I got a deal on the Centaur for $100 and it turns out it's a great amp for my jazz guitar. So it was worthwhile, but it's turned out to not be very useful as a mini pa. Personally one of those little Passports or better yet, little Yamaha setups would be much more useful.

----------


## Tim2723

I've had one since they first came out nearly what?... about 25 years ago?  I have to admit it's my single least-used bit of gear.  Like the others have mentioned, it doesn't really do a very good job in anything but the smallest coffee shop venue, and only really works well for a solo performer.  There are too many other, better options.  Back when these were introduced they were going to be a Godsend, but the advent of the 'suitcase PA' and the small, powered speaker cabinet came hot on their heels and those are usually better choices for most users.

Like Greg, I use a Bose Compact for the smaller venues.  It's as portable as an acoustic amp yet has the advantages of being an actual two-channel PA that doesn't sound like a single cabinet.  They're a bit pricey, but it's my most-used PA ever.  Using a single, powered speaker is something every weekend warrior has been forced to do in cramped quarters, but it's not an optimum solution to be a first choice.  The Bose is designed for the task.

----------


## Mandobart

Thanks everyone for the replies.  It helps a lot to hear from actual experience on this!

----------


## piiman

I use a Fishman soloamp,  you could find a used one for about $600.00

----------


## Tim2723

Yes, the Soloamp is another solution to having a single-cabinet system that doesn't sound like half a PA.

----------


## dang

http://www.schertler.com/homepage_sc.../unico-en.html 
For 2 instruments and I mic, I have found that my Schertler Unico is the perfect solution.  Though the amp itself is a bit heavy, the sound from my mando with a Dyn-M pickup is worth it.  It even runs phantom power and I have successfully use it with large diaphragm condenser mics.

----------


## Tim2723

Hey Dang, that's a cool amp I haven't seen before.  How does it do as a small PA though, singing and playing through it?

----------


## dang

Tim,
Singing and playing through the unico is a joy, I sound better than I have with many other setups.  There is a specific input for my Schertler Dyn-M pickup that makes my mandolin sound much better than I have ever been able to do without losing that acoustic sound.  When my buddy plugs his martin in with stock built-in pickup he basically sounds like he does acoustic, only much louder.  For guitar, mando, and 1 vocal mic I have not seen a better single unit setup than the unico.

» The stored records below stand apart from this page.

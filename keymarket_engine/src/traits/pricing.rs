use km_common::Money;

use crate::{db_types::PriceOverride, traits::MarketGatewayError};

/// Management of seller-specific price overrides, and resolution of the effective unit price.
#[allow(async_fn_in_trait)]
pub trait PricingManagement {
    /// Creates or updates the override for the (seller, product) pair.
    async fn set_price_override(
        &self,
        seller_id: i64,
        product_id: i64,
        price: Money,
    ) -> Result<PriceOverride, MarketGatewayError>;

    /// Removes the override for the pair. Returns `false` if there was none.
    async fn remove_price_override(&self, seller_id: i64, product_id: i64) -> Result<bool, MarketGatewayError>;

    async fn fetch_price_override(
        &self,
        seller_id: i64,
        product_id: i64,
    ) -> Result<Option<PriceOverride>, MarketGatewayError>;

    /// The price the seller would pay right now: a positive override if present, else the
    /// product's base price. A missing override is not an error.
    async fn resolve_price(&self, seller_id: i64, product_id: i64) -> Result<Money, MarketGatewayError>;
}
//! Support functions shared across the engine.
mod transfer_ref;

pub use transfer_ref::{format_reference, is_valid_reference, parse_sequence, REFERENCE_PREFIX};
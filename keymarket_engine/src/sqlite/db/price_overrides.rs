use km_common::Money;
use sqlx::SqliteConnection;

use crate::{db_types::PriceOverride, traits::MarketGatewayError};

/// Creates or replaces the override for the pair. Idempotent thanks to the uniqueness
/// constraint on (seller_id, product_id).
pub async fn upsert(
    seller_id: i64,
    product_id: i64,
    price: Money,
    conn: &mut SqliteConnection,
) -> Result<PriceOverride, MarketGatewayError> {
    let over = sqlx::query_as(
        r#"
            INSERT INTO price_overrides (seller_id, product_id, price) VALUES ($1, $2, $3)
            ON CONFLICT (seller_id, product_id)
            DO UPDATE SET price = excluded.price, updated_at = CURRENT_TIMESTAMP
            RETURNING *;
        "#,
    )
    .bind(seller_id)
    .bind(product_id)
    .bind(price)
    .fetch_one(conn)
    .await?;
    Ok(over)
}

pub async fn delete(
    seller_id: i64,
    product_id: i64,
    conn: &mut SqliteConnection,
) -> Result<bool, MarketGatewayError> {
    let result = sqlx::query("DELETE FROM price_overrides WHERE seller_id = $1 AND product_id = $2")
        .bind(seller_id)
        .bind(product_id)
        .execute(conn)
        .await?;
    Ok(result.rows_affected() > 0)
}

pub async fn fetch(
    seller_id: i64,
    product_id: i64,
    conn: &mut SqliteConnection,
) -> Result<Option<PriceOverride>, MarketGatewayError> {
    let over = sqlx::query_as("SELECT * FROM price_overrides WHERE seller_id = $1 AND product_id = $2")
        .bind(seller_id)
        .bind(product_id)
        .fetch_optional(conn)
        .await?;
    Ok(over)
}

/// The effective unit price for the pair: a positive override if present, else the product's
/// base price. A missing override is the normal case, not an error.
pub async fn resolve_price(
    seller_id: i64,
    product_id: i64,
    base_price: Money,
    conn: &mut SqliteConnection,
) -> Result<Money, MarketGatewayError> {
    let over = fetch(seller_id, product_id, conn).await?;
    let price = match over {
        Some(over) if over.price.is_positive() => over.price,
        _ => base_price,
    };
    Ok(price)
}
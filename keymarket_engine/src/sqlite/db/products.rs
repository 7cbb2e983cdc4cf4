use log::{debug, trace};
use sqlx::SqliteConnection;

use crate::{
    db_types::{InventoryUnit, NewInventoryUnit, NewProduct, Product},
    traits::{AccountApiError, MarketGatewayError},
};

pub async fn insert_product(
    product: NewProduct,
    conn: &mut SqliteConnection,
) -> Result<Product, MarketGatewayError> {
    let product = sqlx::query_as(
        r#"
            INSERT INTO products (name, category, base_price) VALUES ($1, $2, $3)
            RETURNING *;
        "#,
    )
    .bind(product.name)
    .bind(product.category)
    .bind(product.base_price)
    .fetch_one(conn)
    .await?;
    Ok(product)
}

pub async fn fetch_product(
    product_id: i64,
    conn: &mut SqliteConnection,
) -> Result<Option<Product>, AccountApiError> {
    let product =
        sqlx::query_as("SELECT * FROM products WHERE id = $1").bind(product_id).fetch_optional(conn).await?;
    Ok(product)
}

/// Returns the product's remaining units, oldest first (allocation order).
pub async fn fetch_inventory(
    product_id: i64,
    conn: &mut SqliteConnection,
) -> Result<Vec<InventoryUnit>, AccountApiError> {
    let units = sqlx::query_as("SELECT * FROM inventory_units WHERE product_id = $1 ORDER BY id ASC")
        .bind(product_id)
        .fetch_all(conn)
        .await?;
    Ok(units)
}

/// Inserts the given units and bumps the product's availability aggregate to match. Not atomic
/// on its own; the caller wraps this in a transaction.
pub async fn add_inventory(
    product_id: i64,
    units: &[NewInventoryUnit],
    conn: &mut SqliteConnection,
) -> Result<Product, MarketGatewayError> {
    let mut added = 0i64;
    for unit in units {
        sqlx::query("INSERT INTO inventory_units (product_id, value, qty_available) VALUES ($1, $2, $3)")
            .bind(product_id)
            .bind(unit.value.as_str())
            .bind(unit.quantity)
            .execute(&mut *conn)
            .await?;
        added += unit.quantity;
    }
    let product: Option<Product> = sqlx::query_as(
        r#"
            UPDATE products SET total_available = total_available + $1, updated_at = CURRENT_TIMESTAMP
            WHERE id = $2
            RETURNING *;
        "#,
    )
    .bind(added)
    .bind(product_id)
    .fetch_optional(conn)
    .await?;
    let product = product.ok_or(MarketGatewayError::ProductNotFound(product_id))?;
    debug!("🗃️ {added} units stocked for product #{product_id}. {} now available", product.total_available);
    Ok(product)
}

/// Allocates one unit of the product for the buyer: the oldest unit with remaining quantity is
/// decremented, the buyer is recorded, the unit row is deleted once empty, and the product
/// aggregates are adjusted. Returns the redeemed key, or `OutOfStock`.
///
/// Must be called inside the purchase transaction so a failure later in the flow rolls the
/// allocation back.
pub async fn allocate_unit(
    product_id: i64,
    buyer_id: i64,
    conn: &mut SqliteConnection,
) -> Result<String, MarketGatewayError> {
    let unit: Option<InventoryUnit> = sqlx::query_as(
        r#"
            UPDATE inventory_units
            SET qty_available = qty_available - 1, qty_sold = qty_sold + 1
            WHERE id = (
                SELECT id FROM inventory_units
                WHERE product_id = $1 AND qty_available > 0
                ORDER BY id ASC LIMIT 1
            )
            RETURNING *;
        "#,
    )
    .bind(product_id)
    .fetch_optional(&mut *conn)
    .await?;
    let mut unit = unit.ok_or(MarketGatewayError::OutOfStock(product_id))?;
    unit.buyers.push(buyer_id);
    if unit.qty_available == 0 {
        sqlx::query("DELETE FROM inventory_units WHERE id = $1").bind(unit.id).execute(&mut *conn).await?;
        trace!("🗃️ Unit #{} of product #{product_id} exhausted and removed", unit.id);
    } else {
        let buyers = serde_json::to_string(&unit.buyers)
            .map_err(|e| MarketGatewayError::DatabaseError(e.to_string()))?;
        sqlx::query("UPDATE inventory_units SET buyers = $1 WHERE id = $2")
            .bind(buyers)
            .bind(unit.id)
            .execute(&mut *conn)
            .await?;
    }
    sqlx::query(
        r#"
            UPDATE products
            SET total_available = MAX(total_available - 1, 0),
                total_sold = total_sold + 1,
                updated_at = CURRENT_TIMESTAMP
            WHERE id = $1;
        "#,
    )
    .bind(product_id)
    .execute(conn)
    .await?;
    Ok(unit.value)
}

The only downside is the price, these things are not cheap.  I believe that they were designed with the idea that it is all you need for any small to medium gigs.  It is small but very heavy, packs a big punch!  When I was at the music store i compared this to the SWR strawberry blonde amp and SWR california blonde amp and there was no question the unico was the winner.

The Schertler "David" is a smaller version of the same amp, but I have not played through one of those ever.  

If you are playing coffee houses or small bars, and want a great acoustic sound in a simple easy package- look no further!  My days of cobbling together a PA using other peoples equipment are over.  

Again, not a small purchase price so do lots of research!
Dan

----------


## Tim2723

Thanks for that.  I wondered about it when I saw a 'dedicated Schertler input'.  I figured there must be some special EQ on that channel or something.  My Bose has a similar feature for the guitar input.  There's a preset switch you engage when you plug in a guitar, or disengage it when using a line source like a mixer.

I could see how that would work better than the usual kind of acoustic amp in these situations, but it has the same problem as the Bose: It's expensive.

----------


## Paul Busman

While we're on the topic.... I know virtually nothing about amps.  What exactly is an acoustic amp?  I gather it's for amplifying acoustic instruments but how does it differ from a "regular" amp?

----------


## Tim2723

Paul, the term has expanded somewhat since its original appearance, but they are basically as you guessed.  Acoustic amp is the general term for a combo amp (one where the amplifier and speaker are in the same cabinet) that is optimized to reproduce the sound of acoustic instruments.  Unlike most electric guitar amps, they attempt to color the sound as little as possible, where a guitar amp is designed to allow lots of tone shaping.  An acoustic amplifier is fundamentally a single-cabinet, self-contained PA system.  Often they have two or more channels to allow a soloist to use a vocal microphone as well as an acoustic-electric guitar.  There are now dozens of models available with a vast variety of features.  Today they are popular mandolin amplifiers given their ability to reproduce the necessary sound spectrum with high fidelity.  Most of the amplifiers we talk about when amplifying acoustic mandolins with pickups, such as the popular Roland amps, are acoustic amplifiers.  On the other hand, many solid-body mandolin enthusiasts use guitar amplifiers for the purpose since they deal with tone shaping to a great extent.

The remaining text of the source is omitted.